AGI - Per la prima volta in 3.500 anni è possibile vedere il vero volto di un'antica mummia egizia, dopo che gli scienziati ne hanno ricostruito le sembianze. Nota come la 'Donna Urlante', la mummia fu ritrovata nel 1935 a Deir Elbahari, in Egitto, nella tomba di famiglia dell'architetto reale Senmut. Fatto insolito per una mummia, i suoi organi furono lasciati all'interno, tanto che per lungo tempo si pensò che la sua bocca fosse stata lasciata aperta da imbalsamatori poco attenti. Ma dopo che uno studio recente ha rivelato che la causa della sua espressione contorta era una morte dolorosa, gli scienziati hanno deciso di ricostruire il suo volto 'da vivà.
Cicero Moraes, l'esperto di grafica brasiliano che ha curato la ricostruzione, ha affermato che il risultato finale, pubblicato sulla rivista OrtogOnLineMag, è "un volto gradevole" realizzato combinando diversi approcci: "Ho utilizzato una tecnica che combina elementi delle scuole tradizionali di ricostruzione facciale con nuovi approcci basati sui dati di scansione TC di persone viventi".
"Queste proiezioni - spiega - ci permettono di scoprire i limiti spaziali di strutture come l'orecchio, gli occhi, il naso, la bocca e simili. Inoltre, alcune strutture vengono tracciate anche di profilo, come il naso e la faccia laterale. I dati sono stati completati dalla tecnica di deformazione anatomica, in cui la testa di un donatore digitale virtuale viene adattata al cranio per creare un'approssimazione. In genere, esiste una compatibilità tra tutti i dati, con piccole differenze, quindi il risultato finale è un'interpolazione di tutte le informazioni".

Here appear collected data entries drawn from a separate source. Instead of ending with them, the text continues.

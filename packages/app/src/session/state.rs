//! Session state: who is signed in and what is pending.

use waypoint_api::types::AuthStatus;
use waypoint_api::Credential;

/// Current authentication state.
///
/// `user_id` is private so the invariant holds structurally: a user id is
/// present exactly when the session is authenticated.
#[derive(Clone, Debug, Default, PartialEq, Eq)]
pub struct SessionState {
    user_id: Option<String>,
    needs_phone_verification: bool,
}

impl SessionState {
    pub fn signed_out() -> Self {
        Self::default()
    }

    pub fn signed_in(user_id: impl Into<String>, needs_phone_verification: bool) -> Self {
        Self {
            user_id: Some(user_id.into()),
            needs_phone_verification,
        }
    }

    pub fn from_credential(credential: &Credential) -> Self {
        Self::signed_in(&credential.user_id, credential.need_phone_verification)
    }

    /// Adopt a backend status response. A response claiming authentication
    /// without a user id is treated as signed out.
    pub fn from_status(status: &AuthStatus) -> Self {
        match (&status.user_id, status.is_authenticated) {
            (Some(user_id), true) => Self::signed_in(user_id, status.need_phone_verification),
            _ => Self::signed_out(),
        }
    }

    pub fn is_authenticated(&self) -> bool {
        self.user_id.is_some()
    }

    pub fn user_id(&self) -> Option<&str> {
        self.user_id.as_deref()
    }

    pub fn needs_phone_verification(&self) -> bool {
        self.needs_phone_verification
    }

    pub fn clear_phone_verification(&mut self) {
        self.needs_phone_verification = false;
    }
}

#[cfg(test)]
mod tests {
    use super::*;

    #[test]
    fn test_default_is_signed_out() {
        let state = SessionState::default();
        assert!(!state.is_authenticated());
        assert_eq!(state.user_id(), None);
        assert!(!state.needs_phone_verification());
    }

    #[test]
    fn test_signed_in_carries_user_id() {
        let state = SessionState::signed_in("42", true);
        assert!(state.is_authenticated());
        assert_eq!(state.user_id(), Some("42"));
        assert!(state.needs_phone_verification());
    }

    #[test]
    fn test_credential_adoption() {
        let credential = Credential {
            access_token: "a1".to_string(),
            refresh_token: None,
            user_id: "42".to_string(),
            need_phone_verification: false,
        };
        let state = SessionState::from_credential(&credential);
        assert!(state.is_authenticated());
        assert_eq!(state.user_id(), Some("42"));
    }

    #[test]
    fn test_status_without_user_id_is_signed_out() {
        let status = AuthStatus {
            is_authenticated: true,
            user_id: None,
            need_phone_verification: false,
            access_token: None,
            refresh_token: None,
        };
        assert!(!SessionState::from_status(&status).is_authenticated());
    }

    #[test]
    fn test_phone_verification_clears_independently() {
        let mut state = SessionState::signed_in("42", true);
        state.clear_phone_verification();
        assert!(state.is_authenticated());
        assert!(!state.needs_phone_verification());
    }
}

Moraes ha creato diverse versioni del volto. Una è oggettiva, con gli occhi chiusi e in scala di grigi, per evitare di esprimere giudizi sul tono della pelle o sul colore degli occhi. Un'altra è più soggettiva e mostra la donna come sarebbe potuta apparire in vita, a colori, con indosso la parrucca con cui fu sepolta. E una terza cattura il suo urlo, rivelando come avrebbe potuto apparire quando fu sepolta per la prima volta.
Moraes sa che la scelta del tono della pelle potrebbe rivelarsi controversa nelle ultime rappresentazioni.

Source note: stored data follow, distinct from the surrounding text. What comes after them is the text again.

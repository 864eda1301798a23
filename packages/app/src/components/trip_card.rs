//! Trip card component

use dioxus::prelude::*;
use waypoint_api::types::Trip;

use crate::routes::Route;

/// Props for TripCard
#[derive(Props, Clone, PartialEq)]
pub struct TripCardProps {
    pub trip: Trip,
}

/// Card for a single trip in the trips list
#[component]
pub fn TripCard(props: TripCardProps) -> Element {
    let trip = &props.trip;
    let nights = (trip.end_date - trip.start_date).num_days();

    rsx! {
        Link {
            to: Route::TripDetail { id: trip.id.to_string() },
            class: "block rounded-xl border border-gray-200 bg-white p-5 hover:shadow-lg transition-all duration-200",

            h3 {
                class: "text-lg font-semibold text-gray-900 mb-1",
                "{trip.title}"
            }
            p {
                class: "text-sm font-medium text-gray-600 mb-2",
                "{trip.destination}"
            }
            div {
                class: "flex items-center gap-2 text-sm text-gray-500",
                span { "{trip.start_date} \u{2013} {trip.end_date}" }
                span { class: "bg-gray-100 px-2 py-0.5 rounded text-xs", "{nights} nights" }
            }
        }
    }
}
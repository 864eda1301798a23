//! Reusable UI components

mod layout;
mod loading;
mod message;
mod nav;
mod notice;
mod post_card;
mod trip_card;

pub use layout::*;
pub use loading::*;
pub use message::*;
pub use nav::*;
pub use notice::*;
pub use post_card::*;
pub use trip_card::*;
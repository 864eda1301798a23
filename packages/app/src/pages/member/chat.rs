//! Chat rooms page

use dioxus::prelude::*;

use crate::components::{ErrorNotice, LoadingSpinner};
use crate::routes::Route;
use crate::session::use_session;

/// List of the user's direct and group conversations
#[component]
pub fn Chat() -> Element {
    let session = use_session();

    let fetch_session = session.clone();
    let rooms = use_resource(move || {
        let session = fetch_session.clone();
        async move { session.observe(session.api().list_rooms().await) }
    });

    rsx! {
        div {
            h1 { class: "text-2xl font-bold text-gray-900 mb-6", "Chat" }

            match &*rooms.read() {
                None => rsx! {
                    div { class: "py-12", LoadingSpinner {} }
                },
                Some(Err(e)) => rsx! {
                    ErrorNotice { message: "Couldn't load your conversations: {e}" }
                },
                Some(Ok(rooms)) if rooms.is_empty() => rsx! {
                    p { class: "text-gray-500 text-center py-12", "No conversations yet." }
                },
                Some(Ok(rooms)) => rsx! {
                    div {
                        class: "bg-white rounded-lg border border-gray-200 divide-y divide-gray-100",
                        for room in rooms.clone() {
                            Link {
                                key: "{room.id}",
                                to: Route::ChatRoom { id: room.id.to_string() },
                                class: "flex items-center gap-3 px-4 py-3 hover:bg-gray-50",
                                span {
                                    class: "text-xl",
                                    if room.is_group { "\u{1F465}" } else { "\u{1F4AC}" }
                                }
                                div {
                                    class: "min-w-0",
                                    p { class: "text-sm font-medium text-gray-900", "{room.name}" }
                                    if let Some(last) = &room.last_message {
                                        p { class: "text-sm text-gray-500 truncate", "{last}" }
                                    }
                                }
                            }
                        }
                    }
                },
            }
        }
    }
}
//! Route definitions for the application

use dioxus::prelude::*;

use crate::components::AppLayout;
use crate::guard::{RouteClass, RouteGuard};
use crate::pages::auth::{Login, VerifyPhone};
use crate::pages::member::{Board, Chat, ChatRoom, Profile, TripDetail, Trips};
use crate::pages::public::Landing;

/// All application routes
#[derive(Clone, Debug, PartialEq, Routable)]
#[rustfmt::skip]
pub enum Route {
    #[layout(RouteGuard)]
        // Public routes
        #[route("/")]
        Landing {},

        // Auth flow
        #[route("/login")]
        Login {},

        #[route("/verify-phone")]
        VerifyPhone {},

        // Protected routes
        #[nest("/app")]
            #[layout(AppLayout)]
                #[route("/trips")]
                Trips {},

                #[route("/trips/:id")]
                TripDetail { id: String },

                #[route("/board")]
                Board {},

                #[route("/chat")]
                Chat {},

                #[route("/chat/:id")]
                ChatRoom { id: String },

                #[route("/profile")]
                Profile {},
}

impl Route {
    /// Location class the redirect policy operates on.
    pub fn class(&self) -> RouteClass {
        match self {
            Route::Landing {} => RouteClass::Public,
            Route::Login {} => RouteClass::Auth,
            Route::VerifyPhone {} => RouteClass::VerifyPhone,
            Route::Trips {}
            | Route::TripDetail { .. }
            | Route::Board {}
            | Route::Chat {}
            | Route::ChatRoom { .. }
            | Route::Profile {} => RouteClass::Protected,
        }
    }
}
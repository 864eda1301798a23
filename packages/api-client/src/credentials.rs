//! Credential record and the storage port it persists through.

use std::sync::{Arc, RwLock};

use serde::{Deserialize, Serialize};

use crate::error::StorageError;

/// Persisted credential record.
///
/// Written as a whole on login/refresh success and deleted as a whole on
/// logout, so a concurrent reader never observes a partially written record.
#[derive(Debug, Clone, PartialEq, Serialize, Deserialize)]
#[serde(rename_all = "camelCase")]
pub struct Credential {
    pub access_token: String,
    pub refresh_token: Option<String>,
    pub user_id: String,
    pub need_phone_verification: bool,
}

impl Credential {
    /// Bearer-authorization header value for this credential.
    pub fn bearer(&self) -> String {
        format!("Bearer {}", self.access_token)
    }
}

/// Storage port for the persisted credential.
///
/// One interface, one concrete implementation per platform, selected at
/// startup. `save` must persist all fields as a single record.
pub trait CredentialStore: Send + Sync {
    fn load(&self) -> Result<Option<Credential>, StorageError>;
    fn save(&self, credential: &Credential) -> Result<(), StorageError>;
    fn clear(&self) -> Result<(), StorageError>;

    /// CSRF token paired with the session cookie, when the platform has one.
    fn csrf_token(&self) -> Option<String> {
        None
    }
}

/// Shared handle to the platform's credential store.
pub type SharedStore = Arc<dyn CredentialStore>;

/// Build the bearer-authorization header from the currently stored access
/// token. Returns `None` when no credential exists; storage failures are
/// logged and degrade to `None`.
pub fn auth_header(store: &dyn CredentialStore) -> Option<String> {
    match store.load() {
        Ok(Some(credential)) => Some(credential.bearer()),
        Ok(None) => None,
        Err(e) => {
            tracing::warn!("credential storage read failed: {e}");
            None
        }
    }
}

/// In-memory credential store, used by tests and as an in-process fallback
/// when no platform storage is configured.
#[derive(Default)]
pub struct MemoryStore {
    inner: RwLock<Option<Credential>>,
}

impl MemoryStore {
    pub fn new() -> Self {
        Self::default()
    }
}

impl CredentialStore for MemoryStore {
    fn load(&self) -> Result<Option<Credential>, StorageError> {
        self.inner
            .read()
            .map(|guard| guard.clone())
            .map_err(|_| StorageError::Unavailable("credential lock poisoned".into()))
    }

    fn save(&self, credential: &Credential) -> Result<(), StorageError> {
        let mut guard = self
            .inner
            .write()
            .map_err(|_| StorageError::Unavailable("credential lock poisoned".into()))?;
        *guard = Some(credential.clone());
        Ok(())
    }

    fn clear(&self) -> Result<(), StorageError> {
        let mut guard = self
            .inner
            .write()
            .map_err(|_| StorageError::Unavailable("credential lock poisoned".into()))?;
        *guard = None;
        Ok(())
    }
}

#[cfg(test)]
mod tests {
    use super::*;

    fn credential(user_id: &str) -> Credential {
        Credential {
            access_token: "a1".to_string(),
            refresh_token: Some("r1".to_string()),
            user_id: user_id.to_string(),
            need_phone_verification: false,
        }
    }

    #[test]
    fn test_save_then_load_round_trips() {
        let store = MemoryStore::new();
        store.save(&credential("42")).unwrap();

        let loaded = store.load().unwrap();
        assert_eq!(loaded, Some(credential("42")));
    }

    #[test]
    fn test_clear_removes_every_field() {
        let store = MemoryStore::new();
        store.save(&credential("42")).unwrap();
        store.clear().unwrap();

        assert_eq!(store.load().unwrap(), None);
        assert_eq!(auth_header(&store), None);
    }

    #[test]
    fn test_auth_header_from_stored_token() {
        let store = MemoryStore::new();
        assert_eq!(auth_header(&store), None);

        store.save(&credential("42")).unwrap();
        assert_eq!(auth_header(&store), Some("Bearer a1".to_string()));
    }
}
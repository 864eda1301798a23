//! Protected pages for signed-in members

mod board;
mod chat;
mod chat_room;
mod profile;
mod trip_detail;
mod trips;

pub use board::Board;
pub use chat::Chat;
pub use chat_room::ChatRoom;
pub use profile::Profile;
pub use trip_detail::TripDetail;
pub use trips::Trips;
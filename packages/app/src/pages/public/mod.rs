//! Public pages

mod landing;

pub use landing::Landing;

"La questione del colore della pelle degli antichi egizi è fonte di molte controversie, con una discussione che si sposta dall'ambito scientifico a quello culturale e politico", ammette: "Per evitare questi problemi, ho cercato un approccio basato su pubblicazioni sull'argomento, dati raccolti da studi su gruppi locali e sull'arte egizia antica".
Sahar Saleem dell'Università del Cairo, autrice principale del recente studio sulla 'Donna urlante', ha attribuito l'espressione di dolore della mummia a uno spasmo cadaverico.

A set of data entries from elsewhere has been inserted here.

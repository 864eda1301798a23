//! Loading indicator

use dioxus::prelude::*;

/// Centered ring spinner shown while a screen or the initial session
/// check is in flight.
#[component]
pub fn LoadingSpinner() -> Element {
    rsx! {
        div {
            class: "flex flex-col items-center justify-center gap-3",
            span {
                class: "h-8 w-8 rounded-full border-4 border-sky-200 border-t-sky-600 animate-spin",
                role: "status",
                aria_label: "Loading",
            }
            p { class: "text-sm text-gray-500", "Loading..." }
        }
    }
}
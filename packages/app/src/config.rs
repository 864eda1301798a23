//! API client construction and platform wiring.

use std::sync::Arc;

use waypoint_api::{ApiClient, Platform, SharedStore};

/// Storage port implementation for the current platform.
fn platform_store() -> SharedStore {
    #[cfg(feature = "web")]
    return Arc::new(crate::storage::BrowserStore);

    #[cfg(all(feature = "native", not(feature = "web")))]
    return match crate::storage::DeviceStore::new() {
        Ok(store) => Arc::new(store),
        Err(e) => {
            tracing::warn!("device storage unavailable, falling back to memory: {e}");
            Arc::new(waypoint_api::MemoryStore::new())
        }
    };

    #[cfg(all(not(feature = "web"), not(feature = "native")))]
    Arc::new(waypoint_api::MemoryStore::new())
}

fn base_url() -> String {
    // Same-origin on web; cookies ride along.
    #[cfg(feature = "web")]
    return String::new();

    #[cfg(not(feature = "web"))]
    std::env::var("WAYPOINT_API_URL").unwrap_or_else(|_| "http://localhost:8080".to_string())
}

fn platform() -> Platform {
    if cfg!(feature = "web") {
        Platform::Web
    } else {
        Platform::Native
    }
}

/// Build the API client for this process.
pub fn api_client() -> ApiClient {
    ApiClient::new(base_url(), platform_store(), platform())
}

"È stata imbalsamata con costosi materiali per l'imbalsamazione importati", assicura Saleem: "Questo, insieme all'aspetto ben conservato della mummia, contraddice la credenza tradizionale secondo cui la mancata rimozione degli organi interni implicava una mummificazione scadente. L'espressione facciale urlante della mummia in questo studio - continua - potrebbe essere interpretata come uno spasmo cadaverico, il che implica che la donna sia morta urlando di agonia o dolore".
Questa 'Donna urlante' mummificata è una vera e propria "capsula del tempo" del modo in cui mori' e svela alcuni dei segreti della mummificazione. La causa della sua dolorosa morte, tuttavia, non è nota. Utilizzando la spettroscopia infrarossa a trasformata di Fourier sui resti, Saleem e i suoi colleghi hanno scoperto che il corpo è stato imbalsamato con ginepro e incenso. Si tratta di ingredienti costosi: il ginepro veniva importato dal Mediterraneo orientale, l'incenso dall'Africa orientale o dall'Arabia meridionale. La mummia indossa anche una parrucca fatta di fibre di palma da datteri, trattate con cristalli di quarzo, magnetite e albite. Secondo i ricercatori, questo serviva probabilmente a irrigidire i capelli e a renderli neri, un colore che gli antichi Egizi ritenevano rappresentasse la giovinezza.
"Ho avuto l'opportunità di leggere l'articolo pubblicato da Saleem e El-Merghani, che hanno fornito i dati dettagliati della scoperta, con licenza Creative Commons", racconta Moraes. "E ho deciso di fare la mia parte dando un volto alla scoperta".